Erin Gillespie, a local Department of Children and Families spokeswoman, declined to talk about the case specifically but said the agency tries its best to get abuse victims help.

Spotts blasted Jackson for taking advantage of the girl's confusion in a foreign country.

"She felt trapped," Spotts said.

Though Jackson apologized, he implicated the victim in his actions and pointed to other former foster children who could testify on his behalf. The couple had cared for at least 22 foster children over the years, The News-Press has reported.

"I told her it was wrong, told her was not fair to my wife and she agreed, and within two weeks, when we were doing goodnight hugs," he said, "she said, 'she missed it.'"

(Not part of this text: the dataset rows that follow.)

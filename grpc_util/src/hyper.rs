// Copyright 2022 Toolchain Labs, Inc. All rights reserved.
// Licensed under the Apache License, Version 2.0 (see LICENSE).

use std::ops::Deref;
use std::pin::Pin;
use std::task::{Context, Poll};

use futures::Stream;
use hyper::server::accept::Accept;
use hyper::server::conn::{AddrIncoming, AddrStream};

/// Adapts a hyper `AddrIncoming` into a `Stream` of accepted connections, which is what
/// `tonic::transport::Server::serve_with_incoming_shutdown` expects.
pub struct AddrIncomingWithStream(pub AddrIncoming);

impl Deref for AddrIncomingWithStream {
    type Target = AddrIncoming;

    fn deref(&self) -> &Self::Target {
        &self.0
    }
}

impl Stream for AddrIncomingWithStream {
    type Item = Result<AddrStream, std::io::Error>;

    fn poll_next(mut self: Pin<&mut Self>, cx: &mut Context<'_>) -> Poll<Option<Self::Item>> {
        Pin::new(&mut self.0).poll_accept(cx)
    }
}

Viacava told Steinbeck there was "no direct force," and in a later interview, the lawyer asserted his client was not a rapist and not accused as such.

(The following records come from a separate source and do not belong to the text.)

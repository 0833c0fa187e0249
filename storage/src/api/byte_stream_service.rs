// Copyright 2021 Toolchain Labs, Inc. All rights reserved.
// Licensed under the Apache License, Version 2.0 (see LICENSE).

use std::pin::Pin;
use std::sync::Arc;

use digest::Digest;
use futures::{Stream, StreamExt};
use protos::google::bytestream::byte_stream_server::ByteStream;
use protos::google::bytestream::{
    QueryWriteStatusRequest, QueryWriteStatusResponse, ReadRequest, ReadResponse, WriteRequest,
    WriteResponse,
};
use tonic::{Request, Response, Status, Streaming};

use crate::api::sync_wrapper::SyncWrapper;
use crate::api::InnerServer;
use crate::driver::{DriverState, Instance, StorageError, StreamingWriteError};

pub(super) struct ByteStreamService {
    pub(super) inner: Arc<InnerServer>,
}

#[derive(Debug, Eq, PartialEq)]
struct ParsedWriteResourceName<'a> {
    instance_name: &'a str,
    _uuid: &'a str,
    hash: &'a str,
    size: usize,
}

/// Parses a resource name of the form `{instance_name}/uploads/{uuid}/blobs/{hash}/{size}` into
/// a struct with references to the individual components of the resource name. The
/// `{instance_name}` may be blank (with no leading slash).
fn parse_write_resource_name(resource: &str) -> Result<ParsedWriteResourceName<'_>, String> {
    if resource.is_empty() {
        return Err("Missing resource name".to_owned());
    }

    // Parse the resource name into parts separated by slashes (/).
    let parts: Vec<_> = resource.split('/').collect();

    // Search for the `uploads` path component.
    let uploads_index = match parts.iter().position(|p| *p == "uploads") {
        Some(index) => index,
        None => return Err("Malformed resource name: missing `uploads` component".to_owned()),
    };
    let instance_parts = &parts[0..uploads_index];

    if (parts.len() - uploads_index) < 5 {
        return Err(
            "Malformed resource name: not enough path components after `uploads`".to_owned(),
        );
    }

    if parts[uploads_index + 2] != "blobs" {
        return Err("Malformed resource name: expected `blobs` component".to_owned());
    }

    let size = parts[uploads_index + 4]
        .parse::<usize>()
        .map_err(|_| "Malformed resource name: cannot parse size".to_owned())?;

    let instance_name = if instance_parts.is_empty() {
        ""
    } else {
        let last_instance_name_index =
            instance_parts.iter().map(|x| (*x).len()).sum::<usize>() + instance_parts.len() - 1;
        &resource[0..last_instance_name_index]
    };

    Ok(ParsedWriteResourceName {
        instance_name,
        _uuid: parts[uploads_index + 1],
        hash: parts[uploads_index + 3],
        size,
    })
}

#[derive(Debug, Eq, PartialEq)]
struct ParsedReadResourceName<'a> {
    instance_name: &'a str,
    hash: &'a str,
    size: usize,
}

/// Parses a resource name of the form `"{instance_name}/blobs/{hash}/{size}"` into a struct
/// with references to the individual components of the resource name. The `{instance_name}`
/// may be blank (with no leading slash).
fn parse_read_resource_name(resource: &str) -> Result<ParsedReadResourceName<'_>, String> {
    if resource.is_empty() {
        return Err("Missing resource name".to_owned());
    }

    // Parse the resource name into parts separated by slashes (/).
    let parts: Vec<_> = resource.split('/').collect();

    // Search for the `blobs` path component.
    let blobs_index = match parts.iter().position(|p| *p == "blobs") {
        Some(index) => index,
        None => return Err("Malformed resource name: missing `blobs` component".to_owned()),
    };
    let instance_parts = &parts[0..blobs_index];

    if (parts.len() - blobs_index) < 3 {
        return Err("Malformed resource name: not enough path components after `blobs`".to_owned());
    }

    let size = parts[blobs_index + 2]
        .parse::<usize>()
        .map_err(|_| "Malformed resource name: cannot parse size".to_owned())?;

    let instance_name = if instance_parts.is_empty() {
        ""
    } else {
        let last_instance_name_index =
            instance_parts.iter().map(|x| (*x).len()).sum::<usize>() + instance_parts.len() - 1;
        &resource[0..last_instance_name_index]
    };

    Ok(ParsedReadResourceName {
        instance_name,
        hash: parts[blobs_index + 1],
        size,
    })
}

#[tonic::async_trait]
impl ByteStream for ByteStreamService {
    #[allow(clippy::type_complexity)]
    type ReadStream = SyncWrapper<Pin<Box<dyn Stream<Item = Result<ReadResponse, Status>> + Send>>>;

    #[tracing::instrument(skip_all, fields(opentelemetry = true))]
    async fn read(
        &self,
        request: Request<ReadRequest>,
    ) -> Result<Response<Self::ReadStream>, Status> {
        let request = request.into_inner();

        let parsed_resource_name =
            parse_read_resource_name(&request.resource_name).map_err(Status::invalid_argument)?;

        let digest = Digest::new(parsed_resource_name.hash, parsed_resource_name.size)
            .map_err(Status::invalid_argument)?;

        let instance = Instance {
            name: parsed_resource_name.instance_name.to_owned(),
        };

        let read_offset = match request.read_offset {
            x if x < 0 => return Err(Status::out_of_range("negative read_offset")),
            x if x as usize > digest.size_bytes => {
                return Err(Status::out_of_range(format!(
                    "read_offset exceeds size of resource: {request:?}"
                )))
            }
            0 => None,
            x => Some(x as usize),
        };

        let read_limit = match request.read_limit {
            x if x < 0 => return Err(Status::out_of_range("negative read_limit")),
            0 => None,
            x => Some(x as usize),
        };

        let chunk_stream = match self
            .inner
            .cas
            .read_blob(
                instance,
                digest,
                4 * 1024,
                read_offset,
                read_limit,
                DriverState,
            )
            .await
        {
            Ok(Some(stream)) => {
                let stream = stream.map(move |chunk| {
                    chunk
                        .map(|c| ReadResponse { data: c })
                        .map_err(Status::from)
                });
                Box::pin(stream)
            }
            Ok(None) => return Err(Status::not_found("")),
            Err(err) => return Err(Status::internal(err)),
        };

        Ok(Response::new(SyncWrapper::new(chunk_stream)))
    }

    #[tracing::instrument(skip_all, fields(opentelemetry = true))]
    async fn write(
        &self,
        request: Request<Streaming<WriteRequest>>,
    ) -> Result<Response<WriteResponse>, Status> {
        let mut stream = request.into_inner();

        // Retrieve the first message from the client. This message must have the resource
        // name to write to.
        let msg = match stream.next().await {
            Some(Ok(m)) => m,
            Some(Err(err)) => return Err(err),
            None => return Err(Status::cancelled("client disconnected")),
        };

        let parsed_resource_name =
            parse_write_resource_name(&msg.resource_name).map_err(Status::invalid_argument)?;

        let digest = Digest::new(parsed_resource_name.hash, parsed_resource_name.size)
            .map_err(Status::invalid_argument)?;

        let instance = Instance {
            name: parsed_resource_name.instance_name.to_owned(),
        };

        let write = async move {
            let mut attempt = self
                .inner
                .cas
                .begin_write_blob(instance, digest, DriverState)
                .await?;

            let mut committed_size: i64 = 0;
            let mut next_msg = Some(msg);
            while let Some(msg) = next_msg {
                let chunk_size = msg.data.len() as i64;

                if msg.write_offset != committed_size {
                    return Err(StreamingWriteError::StorageError(StorageError::OutOfRange(
                        "write_offset (vs committed_size)".to_owned(),
                        msg.write_offset as usize,
                    )));
                }

                // Write the current data into the write attempt.
                if !msg.data.is_empty() {
                    attempt.write(msg.data).await?;
                }

                committed_size += chunk_size;

                if msg.finish_write {
                    break;
                }

                next_msg = match stream.next().await {
                    Some(Ok(m)) => Some(m),
                    Some(Err(status)) => {
                        return Err(StreamingWriteError::StorageError(StorageError::Cancelled(
                            format!("client stream error: {status}"),
                        )))
                    }
                    None => {
                        return Err(StreamingWriteError::StorageError(StorageError::Cancelled(
                            "write stream closed without specifying finish_write".to_owned(),
                        )))
                    }
                };
            }

            if committed_size != digest.size_bytes as i64 {
                return Err(StreamingWriteError::StorageError(
                    StorageError::InvalidArgument(
                        "committed size does not match digest size".to_owned(),
                    ),
                ));
            }

            // Commit the write to storage.
            attempt.commit().await?;

            Ok::<i64, StreamingWriteError>(committed_size)
        };

        // If a blob already exists, we should early return with the full size of the digest as
        // the committed_size. See:
        // https://github.com/pantsbuild/pants/blob/89d686fd5fbbec1290cdf32c961af56bc06e1e2e/src/rust/engine/protos/protos/bazelbuild_remote-apis/build/bazel/remote/execution/v2/remote_execution.proto#L250-L254
        let committed_size = write
            .await
            .or_else(|e| match e {
                StreamingWriteError::AlreadyExists => Ok(digest.size_bytes as i64),
                StreamingWriteError::StorageError(e) => Err(e),
            })
            .map_err(Status::from)?;

        Ok(Response::new(WriteResponse { committed_size }))
    }

    /// Query status of a resumable write.
    /// TODO: No need to support this yet because Pants does not support it.
    #[tracing::instrument(skip_all, fields(opentelemetry = true))]
    async fn query_write_status(
        &self,
        _request: Request<QueryWriteStatusRequest>,
    ) -> Result<Response<QueryWriteStatusResponse>, Status> {
        Err(Status::unimplemented("Not supported"))
    }
}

Advocates huddled around the woman as she filed out of the courtroom. But they could not protect her from the angry shouts of a young woman, who chased her to the elevators and cursed at her.

A deputy ushered her away, while another guarded the victim and her advocates.

Once the elevator doors closed, the victim crumbled into the arms of Lewis. Outside, she squinted into the sun, her brown eyes still teary.

"I'm glad that it's over with," she said, relieved. She pledged to move from this and be successful — whatever it takes.

"I hope it's a new beginning, a new birth, and a new life for her," Lewis said.

Certainly, it will be a new year. Monday, the day her abuser was handed justice, was her birthday.